Provided records:

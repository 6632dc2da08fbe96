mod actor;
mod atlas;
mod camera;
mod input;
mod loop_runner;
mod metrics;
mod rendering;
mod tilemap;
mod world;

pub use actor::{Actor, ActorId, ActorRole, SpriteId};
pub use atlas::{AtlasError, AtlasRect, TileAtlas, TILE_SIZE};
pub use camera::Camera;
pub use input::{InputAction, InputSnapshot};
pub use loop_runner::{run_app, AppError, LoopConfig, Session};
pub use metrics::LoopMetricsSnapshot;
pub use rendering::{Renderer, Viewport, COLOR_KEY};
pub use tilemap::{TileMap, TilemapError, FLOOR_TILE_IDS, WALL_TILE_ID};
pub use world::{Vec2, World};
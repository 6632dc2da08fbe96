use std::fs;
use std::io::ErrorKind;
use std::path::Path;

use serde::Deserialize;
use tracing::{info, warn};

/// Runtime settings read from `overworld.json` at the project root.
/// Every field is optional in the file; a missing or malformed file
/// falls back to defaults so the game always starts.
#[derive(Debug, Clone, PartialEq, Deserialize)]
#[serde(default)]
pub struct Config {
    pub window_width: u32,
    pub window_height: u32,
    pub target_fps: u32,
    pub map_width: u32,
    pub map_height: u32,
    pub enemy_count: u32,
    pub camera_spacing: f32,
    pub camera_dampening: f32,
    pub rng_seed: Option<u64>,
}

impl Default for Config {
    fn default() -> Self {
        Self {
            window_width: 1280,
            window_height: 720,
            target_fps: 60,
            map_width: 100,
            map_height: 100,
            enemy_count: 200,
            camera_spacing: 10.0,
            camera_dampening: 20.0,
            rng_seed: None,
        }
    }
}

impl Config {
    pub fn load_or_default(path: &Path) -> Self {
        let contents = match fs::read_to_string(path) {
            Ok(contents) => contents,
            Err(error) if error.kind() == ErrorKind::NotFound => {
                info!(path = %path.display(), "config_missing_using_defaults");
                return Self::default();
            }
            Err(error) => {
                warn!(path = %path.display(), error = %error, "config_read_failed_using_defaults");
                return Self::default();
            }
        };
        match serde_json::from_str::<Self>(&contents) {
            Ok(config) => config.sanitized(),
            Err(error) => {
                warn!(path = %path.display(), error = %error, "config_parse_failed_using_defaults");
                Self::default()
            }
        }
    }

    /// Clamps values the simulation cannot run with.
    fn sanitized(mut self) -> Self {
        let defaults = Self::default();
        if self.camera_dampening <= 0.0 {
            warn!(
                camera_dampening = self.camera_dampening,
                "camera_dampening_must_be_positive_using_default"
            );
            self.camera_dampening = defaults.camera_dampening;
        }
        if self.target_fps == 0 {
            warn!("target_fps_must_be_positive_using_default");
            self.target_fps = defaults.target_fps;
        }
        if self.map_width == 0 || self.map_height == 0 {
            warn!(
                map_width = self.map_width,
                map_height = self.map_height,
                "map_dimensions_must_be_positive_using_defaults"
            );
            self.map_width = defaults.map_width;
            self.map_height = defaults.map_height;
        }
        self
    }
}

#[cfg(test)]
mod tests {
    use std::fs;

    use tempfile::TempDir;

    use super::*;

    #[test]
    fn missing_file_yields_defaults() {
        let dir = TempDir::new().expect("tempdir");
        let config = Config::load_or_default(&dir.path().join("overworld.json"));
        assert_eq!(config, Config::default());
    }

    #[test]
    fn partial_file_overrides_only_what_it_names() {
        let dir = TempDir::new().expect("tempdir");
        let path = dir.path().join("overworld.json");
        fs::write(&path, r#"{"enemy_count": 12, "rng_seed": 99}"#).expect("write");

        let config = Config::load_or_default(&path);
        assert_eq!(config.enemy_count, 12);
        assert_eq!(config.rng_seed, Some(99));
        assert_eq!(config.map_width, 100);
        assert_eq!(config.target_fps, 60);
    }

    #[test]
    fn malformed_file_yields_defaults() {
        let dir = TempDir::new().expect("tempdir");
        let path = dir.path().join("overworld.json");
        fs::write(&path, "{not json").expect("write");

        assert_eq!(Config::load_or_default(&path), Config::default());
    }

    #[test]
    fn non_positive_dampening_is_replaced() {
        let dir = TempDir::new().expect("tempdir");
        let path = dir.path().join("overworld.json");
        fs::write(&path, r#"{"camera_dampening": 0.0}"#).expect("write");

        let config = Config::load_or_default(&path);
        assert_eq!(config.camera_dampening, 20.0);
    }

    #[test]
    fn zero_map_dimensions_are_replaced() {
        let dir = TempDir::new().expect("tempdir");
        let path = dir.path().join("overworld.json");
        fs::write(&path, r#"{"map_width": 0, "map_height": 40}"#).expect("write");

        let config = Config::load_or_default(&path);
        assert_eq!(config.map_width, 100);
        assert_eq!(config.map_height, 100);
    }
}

What you need to do: Search the entries for the word "write", then copy every line in which it is found.

Task solution:
        fs::write(&path, r#"{"enemy_count": 12, "rng_seed": 99}"#).expect("write");
        fs::write(&path, "{not json").expect("write");
        fs::write(&path, r#"{"camera_dampening": 0.0}"#).expect("write");
        fs::write(&path, r#"{"map_width": 0, "map_height": 40}"#).expect("write");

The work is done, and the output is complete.